### DATASET EXTRACT
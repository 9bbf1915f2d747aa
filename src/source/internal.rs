//! Internal-API path: a single unauthenticated browse request whose deeply
//! nested response is navigated defensively.
//!
//! The endpoint is undocumented and may change shape without notice. Every
//! lookup along the path yields `None` instead of failing, so a reshaped
//! response degrades to fewer (or zero) records, and a non-JSON body
//! degrades to [`SourceError::JsonParse`].

use async_trait::async_trait;
use reqwest::Client;
use serde_json::Value;
use tracing::{debug, warn};

use crate::query::ChannelHandleQuery;

use super::http_client::{HttpSettings, build_source_http_client, join_base};
use super::{SourceError, SourceKind, VideoBatch, VideoRecord, VideoSource};

/// Default internal API host.
const DEFAULT_INTERNAL_BASE_URL: &str = "https://www.youtube.com";

/// Browse endpoint path, relative to the base URL.
const BROWSE_PATH: &str = "youtubei/v1/browse?prettyPrint=false";

/// Browse id sent when no other is configured.
pub const DEFAULT_BROWSE_ID: &str = "UCBR8-60-B28hp2BmDPdntcQ";

const CLIENT_NAME: &str = "WEB";
const CLIENT_VERSION: &str = "2.20240101.00.00";

/// Selects the channel's search tab.
const SEARCH_TAB_PARAMS: &str = "EgZzZWFyY2jyBgQKAloA";

/// Fetches channel search results from the internal browse endpoint.
pub struct InternalApiSource {
    client: Client,
    base_url: String,
    browse_id: String,
}

impl InternalApiSource {
    /// Creates a source against the default internal endpoint.
    ///
    /// # Errors
    ///
    /// Returns [`SourceError::HttpClient`] when client construction fails.
    pub fn new(settings: HttpSettings) -> Result<Self, SourceError> {
        Self::with_base_url(DEFAULT_INTERNAL_BASE_URL, settings)
    }

    /// Creates a source with a custom base URL (for testing with wiremock).
    ///
    /// # Errors
    ///
    /// Returns [`SourceError::HttpClient`] when client construction fails.
    pub fn with_base_url(
        base_url: impl Into<String>,
        settings: HttpSettings,
    ) -> Result<Self, SourceError> {
        Ok(Self {
            client: build_source_http_client("internal", settings)?,
            base_url: base_url.into(),
            browse_id: DEFAULT_BROWSE_ID.to_string(),
        })
    }

    /// Overrides the browse id sent with each request.
    #[must_use]
    pub fn with_browse_id(mut self, browse_id: impl Into<String>) -> Self {
        self.browse_id = browse_id.into();
        self
    }

    /// Fetches videos for `handle` matching `keywords`.
    ///
    /// # Errors
    ///
    /// [`SourceError::Network`] for transport failures or a non-success
    /// status ("Channel not found" on 404, "Too many requests" on 429), and
    /// [`SourceError::JsonParse`] when the body is not JSON.
    #[tracing::instrument(skip(self), fields(source = "internal"))]
    pub async fn fetch_videos(
        &self,
        handle: &str,
        keywords: &str,
    ) -> Result<Vec<VideoRecord>, SourceError> {
        let url = join_base(&self.base_url, BROWSE_PATH);
        let body = build_browse_body(&self.browse_id, handle, keywords);

        debug!(api_url = %url, "Calling internal browse API");

        let response = self
            .client
            .post(&url)
            .json(&body)
            .send()
            .await
            .map_err(|e| {
                warn!(error = %e, "Internal browse request failed");
                SourceError::transport(&e)
            })?;

        let status = response.status();
        if !status.is_success() {
            let error = SourceError::http_status(status.as_u16());
            warn!(status = status.as_u16(), error = %error, "Internal browse API error");
            return Err(error);
        }

        let bytes = response.bytes().await.map_err(|e| SourceError::transport(&e))?;
        let videos = parse_internal_browse(&bytes)?;
        debug!(count = videos.len(), "Parsed internal browse results");
        Ok(videos)
    }
}

impl std::fmt::Debug for InternalApiSource {
    fn fmt(&self, f: &mut std::fmt::Formatter<'_>) -> std::fmt::Result {
        f.debug_struct("InternalApiSource")
            .field("base_url", &self.base_url)
            .field("browse_id", &self.browse_id)
            .finish_non_exhaustive()
    }
}

#[async_trait]
impl VideoSource for InternalApiSource {
    fn kind(&self) -> SourceKind {
        SourceKind::InternalApi
    }

    async fn discover(&self, query: &ChannelHandleQuery) -> Result<VideoBatch, SourceError> {
        let videos = self
            .fetch_videos(query.channel_handle(), query.keywords())
            .await?;
        Ok(VideoBatch::new(SourceKind::InternalApi, videos))
    }
}

/// Builds the browse request body: client metadata, browse id and the
/// URL-encoded handle and keywords.
pub(crate) fn build_browse_body(browse_id: &str, handle: &str, keywords: &str) -> Value {
    let encoded_handle = urlencoding::encode(handle);
    let encoded_keywords = urlencoding::encode(keywords);
    serde_json::json!({
        "context": {
            "client": {
                "clientName": CLIENT_NAME,
                "clientVersion": CLIENT_VERSION,
                "hl": "en",
                "gl": "US",
                "originalUrl": format!(
                    "https://www.youtube.com/@{encoded_handle}/search?query={encoded_keywords}"
                ),
            }
        },
        "browseId": browse_id,
        "params": SEARCH_TAB_PARAMS,
        "query": encoded_keywords,
        "canonicalBaseUrl": format!("/@{encoded_handle}"),
    })
}

// ==================== Parsing ====================

/// Converts an internal browse response into video records.
///
/// Walks `contents.twoColumnBrowseResultsRenderer.tabs[]`, then each tab's
/// `tabRenderer` or `expandableTabRenderer` down through
/// `content.sectionListRenderer.contents[].itemSectionRenderer.contents[]`,
/// collecting every `videoRenderer`. Renderers without a `videoId` or title
/// are skipped.
///
/// # Errors
///
/// Returns [`SourceError::JsonParse`] when the body is not valid JSON.
pub fn parse_internal_browse(body: &[u8]) -> Result<Vec<VideoRecord>, SourceError> {
    let root: Value = serde_json::from_slice(body).map_err(SourceError::json_parse)?;

    let Some(tabs) = root
        .pointer("/contents/twoColumnBrowseResultsRenderer/tabs")
        .and_then(Value::as_array)
    else {
        debug!("Internal browse response has no tabs");
        return Ok(Vec::new());
    };

    let mut videos = Vec::new();
    for renderer in tabs.iter().filter_map(video_renderers_in_tab).flatten() {
        match video_renderer_to_record(renderer) {
            Some(record) => videos.push(record),
            None => warn!("Dropping videoRenderer without videoId or title"),
        }
    }
    Ok(videos)
}

fn video_renderers_in_tab(tab: &Value) -> Option<Vec<&Value>> {
    let renderer = tab
        .get("tabRenderer")
        .or_else(|| tab.get("expandableTabRenderer"))?;
    let sections = renderer
        .pointer("/content/sectionListRenderer/contents")?
        .as_array()?;

    Some(
        sections
            .iter()
            .filter_map(|section| {
                section
                    .pointer("/itemSectionRenderer/contents")
                    .and_then(Value::as_array)
            })
            .flatten()
            .filter_map(|item| item.get("videoRenderer"))
            .collect(),
    )
}

fn video_renderer_to_record(renderer: &Value) -> Option<VideoRecord> {
    let video_id = renderer.get("videoId")?.as_str()?;
    let title = text_of(renderer.get("title")?)?;
    let description = renderer
        .get("descriptionSnippet")
        .and_then(text_of)
        .unwrap_or_default();
    let thumbnail_url = renderer
        .pointer("/thumbnail/thumbnails")
        .and_then(Value::as_array)
        .and_then(|thumbs| thumbs.last())
        .and_then(|thumb| thumb.get("url"))
        .and_then(Value::as_str)
        .unwrap_or_default();

    VideoRecord::try_new(video_id, title, description, thumbnail_url, None)
}

/// Concatenates `runs[].text`, falling back to `simpleText`.
fn text_of(node: &Value) -> Option<String> {
    if let Some(runs) = node.get("runs").and_then(Value::as_array) {
        let text: String = runs
            .iter()
            .filter_map(|run| run.get("text").and_then(Value::as_str))
            .collect();
        return Some(text);
    }
    node.get("simpleText")
        .and_then(Value::as_str)
        .map(str::to_string)
}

### WHAT TO DO
If a line falls between the first line of the entries and the line containing "channel's search tab.", or is one of those two, restate it word for word; leave all other lines out.

### EXPECTED OUTPUT
repository 9bbf1915f2d747aa
filename src/source/internal.rs
//! Internal-API path: a single unauthenticated browse request whose deeply
//! nested response is navigated defensively.
//!
//! The endpoint is undocumented and may change shape without notice. Every
//! lookup along the path yields `None` instead of failing, so a reshaped
//! response degrades to fewer (or zero) records, and a non-JSON body
//! degrades to [`SourceError::JsonParse`].

use async_trait::async_trait;
use reqwest::Client;
use serde_json::Value;
use tracing::{debug, warn};

use crate::query::ChannelHandleQuery;

use super::http_client::{HttpSettings, build_source_http_client, join_base};
use super::{SourceError, SourceKind, VideoBatch, VideoRecord, VideoSource};

/// Default internal API host.
const DEFAULT_INTERNAL_BASE_URL: &str = "https://www.youtube.com";

/// Browse endpoint path, relative to the base URL.
const BROWSE_PATH: &str = "youtubei/v1/browse?prettyPrint=false";

/// Browse id sent when no other is configured.
pub const DEFAULT_BROWSE_ID: &str = "UCBR8-60-B28hp2BmDPdntcQ";

const CLIENT_NAME: &str = "WEB";
const CLIENT_VERSION: &str = "2.20240101.00.00";

/// Selects the channel's search tab.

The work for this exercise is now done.